Starting Christmas From Scratch

When Christmas celebrations with our extended families got to be too much, my wife and I took drastic measures.

In the late 1960s my father purchased a fake Christmas tree from Canadian Tire. It had long plastic needles, forest green with a hint of neon, and it smelled of chemicals. Its natural habitat was indoors amid polyester curtains and shag carpet. No one could ever mistake it for an actual tree.

My four older brothers and I adored that tree. Every year the five of us looked forward to the mid-December Sunday, after Mass, when our father would reach up to the highest shelf in the basement storage room and pull down the box of tree parts for us to assemble: first the aluminum stand, then the broomstick trunk, then the branches of varying lengths. My father padded the box with old newspapers, and we’d laugh at the headlines featuring politicians, athletes and celebrities of yore. It was a ritual all our own, and we delighted in it every year.

Other kids—and parents—were politely aghast at our tree. They said Christmas wasn’t Christmas without a real tree, and there was no point telling them how wrong they were. We knew it was absolutely possible to invest love and joy and gratitude in a fake tree, because that’s what we did. And our tree radiated as much true warmth as anyone’s.

Years later, as I grew up and caught glimpses of my friends’ traditions, I came to realize that we weren’t the only household with holiday quirks. Every family Christmas is an elaborate performance that looks weird from the outside—that’s precisely the source of its charm.

My brothers and I, even in adulthood and scattered across the continent, always made the late-December pilgrimage to our parents’ cottage in Canmore, Alberta, and to the familiar comforts and lifelong relationships that reconnected us to each other and to ourselves. I never even imagined celebrating Christmas anywhere else until I got married.

When you marry someone, the saying goes, you marry their family as well, and that includes their holiday rituals. When Lynn and I were wed in 2003, we did what most young couples do: we visited both our parents’ homes for the holidays.

Living in Peterborough, Ontario, we drove to Montreal to celebrate Christmas Eve with Lynn’s parents and brother and his family, where Christmas was never complete without herring salad, apparently a German tradition. Christmas morning was then spent travelling, as we flew to Calgary and drove to Canmore for the ever-growing Preville family gathering ’round the ol’ fake tree.

Christmas From Scratch Pq 1Guschenkova / Shutterstock.com / RD.ca

Then Lynn gave birth to our first son, and a few years later, to his twin baby brothers, and Christmas turned into a nightmare: long drives with three squirmy kids in the back, followed by long flights with our family of five squeezed into three economy seats strewn with board books and binkies.

My family’s brood had swollen to the point where we no longer fit in my parents’ home, so we’d set ourselves up in a rented condo and shuttle back and forth for baby feedings and early bedtimes. But we never acknowledged to each other how exhausting our holiday routine had become, because we wanted to give our children the same joys of Christmas that we knew as kids.
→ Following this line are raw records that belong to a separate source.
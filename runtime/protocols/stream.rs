/* This Source Code Form is subject to the terms of the Mozilla Public
 * License, v. 2.0. If a copy of the MPL was not distributed with this
 * file, You can obtain one at https://mozilla.org/MPL/2.0/. */

//! Ordered chunk channel backing stream responses.
//!
//! The producer half stays with the handler and may push chunks at any pace;
//! the consumer half travels inside the response. Dropping the producer, or
//! calling [`ChunkSender::end`], terminates the body.

use bytes::Bytes;
use futures_util::stream::{self, BoxStream, StreamExt};
use tokio::sync::mpsc;

use super::error::NetworkError;

type Chunk = Result<Bytes, NetworkError>;

pub fn stream_channel() -> (ChunkSender, ChunkReceiver) {
    let (tx, rx) = mpsc::unbounded_channel();
    (ChunkSender { tx }, ChunkReceiver { rx })
}

/// Producer half of a streamed body. There is exactly one per stream, so
/// ending or dropping it always finishes the body.
#[derive(Debug)]
pub struct ChunkSender {
    tx: mpsc::UnboundedSender<Chunk>,
}

impl ChunkSender {
    /// Queues one chunk. Returns `false` once the consumer is gone.
    pub fn push(&self, chunk: impl Into<Bytes>) -> bool {
        self.tx.send(Ok(chunk.into())).is_ok()
    }

    /// Fails the body mid-stream; the consumer sees `StreamAborted`.
    pub fn abort(self, reason: impl Into<String>) {
        let _ = self.tx.send(Err(NetworkError::StreamAborted(reason.into())));
    }

    /// Finishes the body; the consumer sees end-of-stream after the chunks
    /// already pushed.
    pub fn end(self) {}

    pub fn is_closed(&self) -> bool {
        self.tx.is_closed()
    }
}

#[derive(Debug)]
pub struct ChunkReceiver {
    rx: mpsc::UnboundedReceiver<Chunk>,
}

impl ChunkReceiver {
    pub async fn next_chunk(&mut self) -> Option<Chunk> {
        self.rx.recv().await
    }

    pub(crate) fn into_stream(self) -> BoxStream<'static, Chunk> {
        stream::unfold(self, |mut receiver| async move {
            receiver.rx.recv().await.map(|chunk| (chunk, receiver))
        })
        .boxed()
    }
}

#[cfg(test)]
mod tests {
    use super::*;

    #[tokio::test]
    async fn chunks_arrive_in_push_order() {
        let (tx, mut rx) = stream_channel();
        tokio::spawn(async move {
            for part in ["val", "ar ", "morghulis"] {
                tokio::task::yield_now().await;
                tx.push(part);
            }
            tx.end();
        });

        let mut seen = Vec::new();
        while let Some(chunk) = rx.next_chunk().await {
            seen.push(chunk.expect("chunk"));
        }
        assert_eq!(seen, vec!["val", "ar ", "morghulis"]);
    }

    #[tokio::test]
    async fn abort_surfaces_stream_error() {
        let (tx, mut rx) = stream_channel();
        tx.push("partial");
        tx.abort("producer crashed");

        assert_eq!(rx.next_chunk().await, Some(Ok(Bytes::from_static(b"partial"))));
        assert_eq!(
            rx.next_chunk().await,
            Some(Err(NetworkError::StreamAborted("producer crashed".to_string())))
        );
        assert_eq!(rx.next_chunk().await, None);
    }

    #[tokio::test]
    async fn end_finishes_body_after_pending_chunks() {
        let (tx, mut rx) = stream_channel();
        tx.push("last");
        tx.end();

        assert_eq!(rx.next_chunk().await, Some(Ok(Bytes::from_static(b"last"))));
        assert_eq!(rx.next_chunk().await, None);
    }

    #[test]
    fn push_reports_closed_consumer() {
        let (tx, rx) = stream_channel();
        drop(rx);
        assert!(tx.is_closed());
        assert!(!tx.push("late"));
    }
}
/* This Source Code Form is subject to the terms of the Mozilla Public
 * License, v. 2.0. If a copy of the MPL was not distributed with this
 * file, You can obtain one at https://mozilla.org/MPL/2.0/. */

//! Scheme request routing: registration, dispatch and response translation.

pub mod error;
pub mod request;
pub mod responder;
pub mod response;
pub mod router;
pub mod service;
pub mod stream;
pub(crate) mod translate;
pub mod upstream;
The other thing we didn’t acknowledge was that those holiday joys were waning fast. Travel weariness was only part of the problem; our relationships with our parents and siblings were increasingly stilted. We were all professionals with careers and parents with kids, yet in both households everyone treated each other like the teenagers we once were, not the adults we had become. Christmas was stuck in time, and so were we.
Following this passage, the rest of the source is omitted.